You might wish it was her mother, Dina, who will be locked up in a California cell July 20.
After all, it was Dina who put Lindsay to work at age 3. Who had her do 100 commercials by 10. Who sent her to the Disney freak factory - which also gave us the tragic Britney Spears - to make "The Parent Trap" at age 11.
Such an ironic title, no?
At her height, Linds was making about $10 million a year and keeping her mother - or is it manager? - in Louboutins.
Now Dina has been reduced to mooching Fudgie the Whale ice cream cakes with her kid's celebrity Carvel club.
And Lindsay is looking at 90 days of jailhouse slop.
And even though she may have been saddled with parents from purgatory, Lindsay should drop the "poor me" act. In reality, she's one lucky gal.
Lucky she didn't kill someone while driving drunk.
Lucky to be busted in Los Angeles, where she was let go after her first DUI arrest in 2007 - only to do it again two months later.
Lucky because when she was busted in May of that year, carrying cocaine, she didn't have enough for a felony charge.
Lucky that when she was arrested again in July, the arresting officer threw away the powder, concealed in a Clinique Sun Care card, thinking it was a crushed mint.
Lindsay did admit to being under the influence of cocaine and alcohol and she was lucky again - serving just 84 minutes in jail for hijacking an SUV and chasing down the middle-age mother of her assistant.
She could have said, "Whew, I can't believe the cop just threw away the coke! Wow, I was in the hoosegow less than the running time of 'Freaky Friday.' ... Thank you, fate, I'll get my act together."

Instead, she just kept feeling sorry for herself. After all, it's Lindsay's drama, and we all just live in it.

In court on Tuesday - as she faced a judge fed up with missed counseling sessions, blown court dates and an alarm that went off on her booze-detecting bracelet - Lindsay had one final chance to show she knows how lucky she's been.

But what did she do? She blamed everyone but herself. And then she literally gave the court the finger, with the message "F--- U" etched on her center fingernail.

Judge Marsha Revel couldn't see the nail, but she didn't need to. She saw through Lindsay's tears and let her know that her luck had finally run out.

So now Linds is going to have a lot of time - three months - on her profanity-free hands. I recommend she does a little reading.

First, "Will There Really Be a Morning?" the autobiography of actress Frances Farmer, who was also used by her own mother.
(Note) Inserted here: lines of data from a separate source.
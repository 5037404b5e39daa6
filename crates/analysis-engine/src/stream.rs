//! Live quote stream lifecycle: connect, read, reconnect on drop.

use market_core::{LiveQuote, QuoteFeed};
use std::sync::Arc;
use std::time::Duration;
use tokio::sync::Notify;

/// Drive a live quote subscription for one symbol until `shutdown` fires.
///
/// Connection drops, read errors and connect failures all schedule another
/// attempt after a fixed `backoff` — indefinitely, with no retry cap. The
/// shutdown signal is armed against the connect call, the read loop and the
/// pending backoff timer, so a teardown can never race a reconnect. Stream
/// failures stay in here: they are logged and retried, never published.
pub async fn run_quote_stream(
    feed: Arc<dyn QuoteFeed>,
    symbol: String,
    backoff: Duration,
    shutdown: Arc<Notify>,
    apply: impl Fn(LiveQuote) + Send + 'static,
) {
    loop {
        let mut connection = tokio::select! {
            connected = feed.connect(&symbol) => match connected {
                Ok(connection) => connection,
                Err(e) => {
                    tracing::warn!("Quote stream connect for {} failed: {}", symbol, e);
                    if !sleep_or_shutdown(backoff, &shutdown).await {
                        return;
                    }
                    continue;
                }
            },
            _ = shutdown.notified() => return,
        };

        tracing::debug!("Quote stream for {} connected", symbol);
        loop {
            tokio::select! {
                tick = connection.next_quote() => match tick {
                    Some(Ok(quote)) => apply(quote),
                    Some(Err(e)) => {
                        tracing::warn!("Quote stream error for {}: {}", symbol, e);
                        break;
                    }
                    None => {
                        tracing::info!("Quote stream for {} closed, reconnecting in {:?}", symbol, backoff);
                        break;
                    }
                },
                _ = shutdown.notified() => return,
            }
        }

        if !sleep_or_shutdown(backoff, &shutdown).await {
            return;
        }
    }
}

/// Wait out the reconnect backoff. Returns false if shutdown fired first.
async fn sleep_or_shutdown(backoff: Duration, shutdown: &Notify) -> bool {
    tokio::select! {
        _ = tokio::time::sleep(backoff) => true,
        _ = shutdown.notified() => false,
    }
}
She was rebellious, but not because she couldn't get bottle service fast enough.

Then she should absorb "The Glass Castle," by Jeannette Walls, who grew up eating other children's lunches out of the school trash, sleeping on blankets in the desert, being taken to bars by her dad at 12, and given nothing but constellations for Christmas - but never caterwauled.
If there's Internet access in jail, Ms. Lohan may want to check out the Web site of Army Spec. Brendan Marrocco, the 23-year-old New York soldier who lost both his arms and his legs in Iraq yet says he feels "fortunate."
That, Lindsay, is another word for lucky.